If anyone knows me, they know my values and politics definitely lean pretty far to the left. I try to be involved in radical movements, ideas, and try my best to search for actions I can be involved in. Going into my project, I had an idea of what side I was on (the leftist party, FMLN’s, side. However, what I came to understand as I traveled around the country and spoke with people was that their perception of the war was dramatically influenced by their location. In places like Morazan, a community deeply and violently impacted by the war at the hands of the national military, the guerilleros continue to be revered as heroes for the people. However, in other parts of the country, people would recall violent memories of both sides. These people claim to have equally feared the military and the guerrillas. While I came into this project thinking I knew exactly what side I would have picked and what I would have done, I realized that for the people who actually lived through the war, it’s not as black and white. I am coming to terms with the fact that their experiences and the way the war influenced their memory or perception of the FMLN is more valid than any effort I have taken to read about the FMLN and the starting principles of the revolution in El Salvador. That is not to say that I sympathize with the military and any death squad driven actions. I think right now I am at a place where I am attempting to cope with the idea that the founding fathers and people who inspired the foundation of the FMLN party had a different view of the future in mind and different ideas for a means to achieve that future. However, as is possible with any movement, it became misconstrued, tainted, and transformed into a movement that fought for a cause at no matter what cost–even if the cost was innocent civilians sometimes. I’m still processing my trip and the recorded conversations I had about this. My perspective may change, but that is where I am right now.

Potential Next Steps

I have an extensive reading list I want to dive into and hit the ground running this semester. My reading list includes poetry, prose, scholarly books and articles, and essays from a list of Salvadoran thinkers, artists, and scholars. These texts will allow me, I think, to process how I feel about a war I have no experience or memory of. I acknowledge the privilege I have in being able to read these texts as an outsider looking into the situation.
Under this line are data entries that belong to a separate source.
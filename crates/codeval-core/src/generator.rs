//! Code generation collaborator.
//!
//! The service under evaluation is reached through the console API. It takes
//! an instruction and a target language and answers with source code that
//! defines a `main` function.

use async_trait::async_trait;
use reqwest::Client;

use crate::core_types::{CodeGenerationRequest, GeneratedCode};
use crate::errors::EvalError;

pub const CODE_GENERATE_PATH: &str = "/console/api/rule-code-generate";

#[async_trait]
pub trait CodeGenerator: Send + Sync {
    async fn generate(&self, request: &CodeGenerationRequest) -> Result<GeneratedCode, EvalError>;
}

pub struct ConsoleCodeGenerator {
    client: Client,
    base_url: String,
    access_token: String,
}

impl ConsoleCodeGenerator {
    pub fn new(base_url: &str, access_token: String) -> Self {
        Self {
            client: Client::new(),
            base_url: base_url.trim_end_matches('/').to_string(),
            access_token,
        }
    }
}

#[async_trait]
impl CodeGenerator for ConsoleCodeGenerator {
    async fn generate(&self, request: &CodeGenerationRequest) -> Result<GeneratedCode, EvalError> {
        let url = format!("{}{}", self.base_url, CODE_GENERATE_PATH);
        log::debug!(
            "Requesting {} code generation from {}",
            request.code_language,
            url
        );

        let response = self
            .client
            .post(&url)
            .bearer_auth(&self.access_token)
            .json(request)
            .send()
            .await
            .map_err(|e| EvalError::GenerationError(format!("HTTP request failed: {}", e)))?;

        let status = response.status();
        let response_text = response
            .text()
            .await
            .map_err(|e| EvalError::GenerationError(format!("Failed to read response: {}", e)))?;

        log::debug!("Code generation response ({}): {}", status, response_text);

        if !status.is_success() {
            return Err(EvalError::GenerationError(format!(
                "Code generation request failed with status {}: {}",
                status, response_text
            )));
        }

        let generated: GeneratedCode = serde_json::from_str(&response_text).map_err(|e| {
            EvalError::GenerationError(format!("Failed to parse code generation response: {}", e))
        })?;

        if !generated.error.is_empty() {
            return Err(EvalError::GenerationError(generated.error));
        }

        Ok(generated)
    }
}
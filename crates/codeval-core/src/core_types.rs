//! Shared data model for an evaluation run
//!
//! Test cases flow in from a file, get turned into wrapped programs, travel
//! to the sandbox as requests and come back as execution results, and end
//! up as test results owned by the metrics aggregator.

use crate::config::types::ModelConfig;
use crate::errors::EvalError;
use serde::{Deserialize, Serialize};
use serde_json::{Map, Value};

/// One known-answer case: an instruction for the generator plus the inputs
/// its `main` is called with and the expected output.
#[derive(Debug, Clone, Serialize, Deserialize, PartialEq)]
pub struct TestCase {
    pub name: String,
    #[serde(default)]
    pub inputs: Map<String, Value>,
    pub instruction: String,
    #[serde(alias = "codeLanguage")]
    pub code_language: String,
    #[serde(alias = "groundTruth")]
    pub ground_truth: String,
}

/// Executable source produced by a template transformer.
#[derive(Debug, Clone, PartialEq)]
pub struct WrappedProgram {
    /// Runtime name understood by the sandbox backend.
    pub language: String,
    pub final_code: String,
    pub preload_script: String,
}

#[derive(Debug, Serialize, Deserialize, Clone)]
pub struct SandboxRequest {
    pub language: String,
    pub code: String,
    pub preload: String,
    pub enable_network: bool,
}

#[derive(Debug, Serialize, Deserialize, Clone)]
pub struct SandboxResponse {
    pub code: i64,
    #[serde(default)]
    pub message: String,
    #[serde(default)]
    pub data: Option<SandboxResponseData>,
}

#[derive(Debug, Serialize, Deserialize, Clone, Default)]
pub struct SandboxResponseData {
    #[serde(default)]
    pub error: String,
    #[serde(default)]
    pub stdout: String,
}

/// Outcome of one sandbox call.
///
/// `error` is set when the sandboxed program failed or its output could not
/// be extracted. On success `body` holds the canonical JSON result; on a
/// non-200 response it holds the raw response text.
#[derive(Debug, Clone)]
pub struct ExecutionResult {
    pub status_code: u16,
    pub body: String,
    pub error: Option<EvalError>,
}

impl ExecutionResult {
    pub fn is_success(&self) -> bool {
        self.status_code == 200 && self.error.is_none()
    }
}

#[derive(Debug, Clone)]
pub struct TestResult {
    pub test_case: TestCase,
    pub success: bool,
    pub actual_value: String,
    pub error: Option<EvalError>,
}

impl TestResult {
    pub fn failed(test_case: TestCase, error: EvalError) -> Self {
        Self {
            test_case,
            success: false,
            actual_value: String::new(),
            error: Some(error),
        }
    }
}

#[derive(Debug, Serialize, Deserialize, Clone)]
pub struct CodeGenerationRequest {
    pub instruction: String,
    pub code_language: String,
    pub no_variable: bool,
    pub model_config: ModelConfig,
}

#[derive(Debug, Serialize, Deserialize, Clone, Default)]
pub struct GeneratedCode {
    #[serde(default)]
    pub code: String,
    #[serde(default)]
    pub language: String,
    #[serde(default)]
    pub error: String,
}
pub(super) const RUNNER_SCRIPT: &str = r#"// declare main function
{{code}}

// decode and prepare input object
var inputs_obj = JSON.parse(Buffer.from('{{inputs}}', 'base64').toString('utf-8'))

// execute main function
var output_obj = main(inputs_obj)

// convert output to json and print
var output_json = JSON.stringify(output_obj, null, 4)
var result = `<<RESULT>>${output_json}<<RESULT>>`
console.log(result)
"#;
//! Evaluation pipeline for an automated code-generation service.
//!
//! Generated functions are wrapped into runnable programs, executed in a
//! remote sandbox, and their tagged output is compared against known answers.
//!
//! # Architecture Overview
//!
//! - **Template transformers**: per-language runner scaffolds plus the shared
//!   encode-and-substitute step
//! - **Code wrapper**: picks a transformer by language name
//! - **Sandbox client**: submits wrapped programs to the execution backend
//! - **Result extractor**: reads the `<<RESULT>>`-delimited JSON from stdout
//! - **Evaluator and metrics**: drive the per-case loop and tally outcomes
//! - **Collaborators**: console login, code generation, test-case loading and
//!   configuration

pub mod auth;
pub mod config;
pub mod core_types;
pub mod errors;
pub mod evaluator;
pub mod extractor;
pub mod generator;
pub mod metrics;
pub mod sandbox;
pub mod test_cases;
pub mod transformer;
pub mod wrapper;

pub use auth::ConsoleAuthClient;
pub use config::*;
pub use core_types::{ExecutionResult, TestCase, TestResult, WrappedProgram};
pub use errors::{EvalError, ExtractError};
pub use evaluator::{Evaluator, EvaluatorSettings};
pub use generator::{CodeGenerator, ConsoleCodeGenerator};
pub use metrics::TestMetrics;
pub use sandbox::{CodeSandbox, SandboxClient};
pub use test_cases::TestCaseLoader;
pub use transformer::TemplateTransformer;
pub use wrapper::CodeWrapper;

#[cfg(test)]
pub mod test_utils;
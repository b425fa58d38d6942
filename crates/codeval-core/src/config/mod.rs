//! Run configuration: console credentials, sandbox endpoint, model selection
//! and evaluation options.

pub mod loader;
pub mod types;

pub use loader::ConfigLoader;
pub use types::*;
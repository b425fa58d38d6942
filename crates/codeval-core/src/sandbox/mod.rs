//! Remote execution of wrapped programs.
//!
//! The sandbox is an external service. `CodeSandbox` is the seam the
//! evaluator talks to; `SandboxClient` is the HTTP implementation.

use async_trait::async_trait;

use crate::core_types::{ExecutionResult, WrappedProgram};
use crate::errors::EvalError;

pub mod client;

pub use client::{SandboxClient, SANDBOX_REQUEST_TIMEOUT, SANDBOX_RUN_PATH};

#[async_trait]
pub trait CodeSandbox: Send + Sync {
    /// `Err` only for transport failures. Failures of the program itself are
    /// reported through `ExecutionResult::error`.
    async fn execute(
        &self,
        program: &WrappedProgram,
        enable_network: bool,
    ) -> Result<ExecutionResult, EvalError>;
}
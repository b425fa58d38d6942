//! Loads the ordered list of test cases for a run.
//!
//! Files ending in `.json` are read as JSON; anything else is read as YAML.
//! Either way the top level is a sequence of test case records.

use std::collections::HashSet;
use std::path::Path;
use tokio::fs;

use crate::core_types::TestCase;
use crate::errors::EvalError;

pub struct TestCaseLoader;

impl TestCaseLoader {
    pub async fn from_file<P: AsRef<Path>>(path: P) -> Result<Vec<TestCase>, EvalError> {
        let path = path.as_ref();
        let content = fs::read_to_string(path).await.map_err(|e| {
            EvalError::TestCaseError(format!(
                "Failed to read test case file {}: {}",
                path.display(),
                e
            ))
        })?;

        let is_json = path
            .extension()
            .map(|ext| ext.eq_ignore_ascii_case("json"))
            .unwrap_or(false);

        let cases = if is_json {
            Self::from_json_str(&content)?
        } else {
            Self::from_yaml_str(&content)?
        };

        log::info!("Loaded {} test cases from {}", cases.len(), path.display());
        Ok(cases)
    }

    pub fn from_yaml_str(content: &str) -> Result<Vec<TestCase>, EvalError> {
        let cases: Vec<TestCase> = serde_yaml::from_str(content)
            .map_err(|e| EvalError::TestCaseError(format!("Failed to parse YAML test cases: {}", e)))?;
        Self::validate(&cases)?;
        Ok(cases)
    }

    pub fn from_json_str(content: &str) -> Result<Vec<TestCase>, EvalError> {
        let cases: Vec<TestCase> = serde_json::from_str(content)
            .map_err(|e| EvalError::TestCaseError(format!("Failed to parse JSON test cases: {}", e)))?;
        Self::validate(&cases)?;
        Ok(cases)
    }

    fn validate(cases: &[TestCase]) -> Result<(), EvalError> {
        let mut seen = HashSet::new();
        for (index, case) in cases.iter().enumerate() {
            if case.name.trim().is_empty() {
                return Err(EvalError::TestCaseError(format!(
                    "Test case #{} has an empty name",
                    index + 1
                )));
            }
            if !seen.insert(case.name.as_str()) {
                log::warn!("Duplicate test case name '{}'", case.name);
            }
        }
        Ok(())
    }
}
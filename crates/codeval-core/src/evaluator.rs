//! The evaluation loop.
//!
//! Each test case goes through generate → wrap → execute → compare. A failure
//! at any step is recorded on that case and the loop moves on; cases are
//! processed one after another in list order.

use crate::config::types::{EvalConfig, ModelConfig};
use crate::core_types::{CodeGenerationRequest, TestCase, TestResult};
use crate::errors::EvalError;
use crate::generator::CodeGenerator;
use crate::metrics::TestMetrics;
use crate::sandbox::CodeSandbox;
use crate::wrapper::CodeWrapper;

#[derive(Debug, Clone, Default)]
pub struct EvaluatorSettings {
    pub model_config: ModelConfig,
    pub no_variable: bool,
    pub enable_network: bool,
}

impl From<&EvalConfig> for EvaluatorSettings {
    fn from(config: &EvalConfig) -> Self {
        Self {
            model_config: config.model.clone(),
            no_variable: config.evaluation.no_variable,
            enable_network: config.sandbox.enable_network,
        }
    }
}

pub struct Evaluator {
    generator: Box<dyn CodeGenerator>,
    sandbox: Box<dyn CodeSandbox>,
    wrapper: CodeWrapper,
    settings: EvaluatorSettings,
}

impl Evaluator {
    pub fn new(
        generator: Box<dyn CodeGenerator>,
        sandbox: Box<dyn CodeSandbox>,
        settings: EvaluatorSettings,
    ) -> Self {
        Self {
            generator,
            sandbox,
            wrapper: CodeWrapper::new(),
            settings,
        }
    }

    pub fn with_wrapper(mut self, wrapper: CodeWrapper) -> Self {
        self.wrapper = wrapper;
        self
    }

    pub async fn run(&self, test_cases: &[TestCase]) -> TestMetrics {
        let mut metrics = TestMetrics::new();

        for (index, test_case) in test_cases.iter().enumerate() {
            log::info!(
                "Running test case {}/{}: {}",
                index + 1,
                test_cases.len(),
                test_case.name
            );
            let result = self.evaluate_case(test_case).await;
            metrics.add_result(result);
        }

        metrics.finish();
        metrics
    }

    pub async fn evaluate_case(&self, test_case: &TestCase) -> TestResult {
        match self.generate_and_execute(test_case).await {
            Ok(actual_value) => {
                let success = outputs_match(&actual_value, &test_case.ground_truth);
                if success {
                    log::info!("Test case '{}' passed", test_case.name);
                } else {
                    log::warn!(
                        "Test case '{}' failed: expected {}, got {}",
                        test_case.name,
                        test_case.ground_truth,
                        actual_value
                    );
                }
                TestResult {
                    test_case: test_case.clone(),
                    success,
                    actual_value,
                    error: None,
                }
            }
            Err(error) => {
                log::warn!("Test case '{}' failed: {}", test_case.name, error);
                TestResult::failed(test_case.clone(), error)
            }
        }
    }

    /// Runs steps 1-4 for one case and returns the extracted output.
    async fn generate_and_execute(&self, test_case: &TestCase) -> Result<String, EvalError> {
        let request = CodeGenerationRequest {
            instruction: test_case.instruction.clone(),
            code_language: test_case.code_language.clone(),
            no_variable: self.settings.no_variable,
            model_config: self.settings.model_config.clone(),
        };
        let generated = self.generator.generate(&request).await?;

        let requested = if generated.language.trim().is_empty() {
            &test_case.code_language
        } else {
            &generated.language
        };
        let language = normalize_language(requested);
        log::debug!("Generated {} code for '{}'", language, test_case.name);

        let program = self.wrapper.wrap(&language, &generated.code, &test_case.inputs)?;

        let execution = self
            .sandbox
            .execute(&program, self.settings.enable_network)
            .await?;

        if let Some(error) = execution.error {
            return Err(error);
        }
        if execution.status_code != 200 {
            return Err(EvalError::UnexpectedStatus {
                status: execution.status_code,
                body: execution.body,
            });
        }

        Ok(execution.body)
    }
}

/// Maps generator language names onto transformer keys.
pub fn normalize_language(language: &str) -> String {
    let language = language.trim().to_lowercase();
    match language.as_str() {
        "python" => "python3".to_string(),
        _ => language,
    }
}

/// Drops every space and newline character.
pub fn normalize_output(output: &str) -> String {
    output.chars().filter(|c| *c != ' ' && *c != '\n').collect()
}

pub fn outputs_match(actual: &str, expected: &str) -> bool {
    normalize_output(actual) == normalize_output(expected)
}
Additionally, while I was there, I came to another realization. My research question, in its current form, might not be as relevant to contemporary Salvadoran life. Instead, what often occurred during conversations with people, was a comparison between life during the civil war and life involving gang violence. In which case, most people considered gang violence much more fearsome and impactful to their well being than much of the violence that occurred during the war. Thus, this has made me consider tweaking my research question/ project a little bit more in this direction…

I have been collecting all my journal entries and am in the process of filing all my photographs from my trip. After I have processed my entries and photography… endless poems await.

 

Thank you for following this project!